BEGIN

// src/supervisor/cadence.rs
//! One-second cadence aligned to wall-clock boundaries
//!
//! Each wait targets the next whole second after the current time. A late
//! wake-up is processed immediately and the following target is computed from
//! the time at that point, so skipped seconds are never caught up.

use crate::config::constants::acquisition::LATE_THRESHOLD_NS;
use crate::error::{AcquisitionError, ErrorContext};
use crate::utils::cancel::CancellationToken;
use crate::utils::time::{floor_to_second, TimeProvider, NANOS_PER_SECOND};
use std::sync::Arc;
use std::time::Duration;

/// One cadence wake-up
#[derive(Debug, Clone, Copy, PartialEq, Eq)]
pub struct Tick {
    /// Whole-second boundary that ended the window to collect
    pub boundary_ns: u64,
    /// Clock reading at wake-up
    pub woke_ns: u64,
    /// Seconds since the previous tick that produced no tick of their own
    pub skipped: u64,
}

impl Tick {
    /// The one-second window `[boundary - 1s, boundary)`
    pub fn window(&self) -> (u64, u64) {
        (self.boundary_ns.saturating_sub(NANOS_PER_SECOND), self.boundary_ns)
    }

    pub fn lateness_ns(&self) -> u64 {
        self.woke_ns.saturating_sub(self.boundary_ns)
    }

    /// `TimingLate` when boundaries were skipped or the wake-up missed its boundary
    pub fn late_error(&self) -> Option<AcquisitionError> {
        if self.skipped == 0 && self.lateness_ns() < LATE_THRESHOLD_NS {
            return None;
        }
        let expected_ns = self.boundary_ns.saturating_sub(self.skipped * NANOS_PER_SECOND);
        Some(AcquisitionError::TimingLate {
            expected_ns,
            actual_ns: self.woke_ns,
            context: ErrorContext::new("cadence", "wait_next")
                .add_info("skipped_seconds", self.skipped.to_string()),
        })
    }
}

pub struct Cadence {
    clock: Arc<dyn TimeProvider>,
    last_boundary_ns: Option<u64>,
}

impl Cadence {
    pub fn new(clock: Arc<dyn TimeProvider>) -> Self {
        Self {
            clock,
            last_boundary_ns: None,
        }
    }

    /// Sleep until the next whole second. Returns `None` once cancelled.
    pub fn wait_next(&mut self, cancel: &CancellationToken) -> Option<Tick> {
        let target = floor_to_second(self.clock.now_nanos()) + NANOS_PER_SECOND;

        // The wall clock and the sleep timer may disagree slightly
        let woke_ns = loop {
            let now = self.clock.now_nanos();
            if now >= target {
                break now;
            }
            if self.clock.sleep(Duration::from_nanos(target - now), cancel) {
                return None;
            }
        };

        let boundary_ns = floor_to_second(woke_ns);
        let skipped = self
            .last_boundary_ns
            .map(|last| (boundary_ns.saturating_sub(last) / NANOS_PER_SECOND).saturating_sub(1))
            .unwrap_or(0);
        self.last_boundary_ns = Some(boundary_ns);

        Some(Tick {
            boundary_ns,
            woke_ns,
            skipped,
        })
    }
}

#[cfg(test)]
mod tests {
    use super::*;
    use crate::error::ErrorKind;
    use crate::utils::time::MockTimeProvider;

    // 2024-05-01T12:00:00Z
    const NOON: u64 = 1_714_564_800 * NANOS_PER_SECOND;

    #[test]
    fn test_first_tick_on_next_second() {
        let clock = Arc::new(MockTimeProvider::new(NOON + 350_000_000));
        let mut cadence = Cadence::new(clock.clone());
        let cancel = CancellationToken::new();

        let tick = cadence.wait_next(&cancel).unwrap();
        assert_eq!(tick.boundary_ns, NOON + NANOS_PER_SECOND);
        assert_eq!(tick.woke_ns, NOON + NANOS_PER_SECOND);
        assert_eq!(tick.window(), (NOON, NOON + NANOS_PER_SECOND));
        assert!(tick.late_error().is_none());

        for second in 2..5 {
            let tick = cadence.wait_next(&cancel).unwrap();
            assert_eq!(tick.boundary_ns, NOON + second * NANOS_PER_SECOND);
            assert_eq!(tick.skipped, 0);
        }
    }

    #[test]
    fn test_late_cycle_skips_without_catch_up() {
        let clock = Arc::new(MockTimeProvider::new(NOON + 350_000_000));
        let mut cadence = Cadence::new(clock.clone());
        let cancel = CancellationToken::new();
        cadence.wait_next(&cancel).unwrap();

        // Processing overran by 2.4 s
        clock.advance_by(2_400_000_000);
        let tick = cadence.wait_next(&cancel).unwrap();
        assert_eq!(tick.boundary_ns, NOON + 4 * NANOS_PER_SECOND);
        assert_eq!(tick.skipped, 2);

        let late = tick.late_error().unwrap();
        assert_eq!(late.kind(), ErrorKind::TimingLate);

        let tick = cadence.wait_next(&cancel).unwrap();
        assert_eq!(tick.boundary_ns, NOON + 5 * NANOS_PER_SECOND);
        assert_eq!(tick.skipped, 0);
    }

    #[test]
    fn test_tick_near_clock_origin_saturates() {
        let tick = Tick {
            boundary_ns: 400_000_000,
            woke_ns: 350_000_000,
            skipped: 1,
        };
        assert_eq!(tick.window(), (0, 400_000_000));
        assert_eq!(tick.lateness_ns(), 0);
        match tick.late_error() {
            Some(AcquisitionError::TimingLate { expected_ns, .. }) => assert_eq!(expected_ns, 0),
            other => panic!("expected timing error, got {:?}", other),
        }
    }

    #[test]
    fn test_cancelled_wait_returns_none() {
        let clock = Arc::new(MockTimeProvider::new(NOON));
        let mut cadence = Cadence::new(clock);
        let cancel = CancellationToken::new();
        cancel.cancel();
        assert!(cadence.wait_next(&cancel).is_none());
    }
}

END

▶ INSTRUCTIONS TO FOLLOW:
Tally up the lines in the records that contain the word "wall" and give only the total.

▶ COMPLETED TASK:
2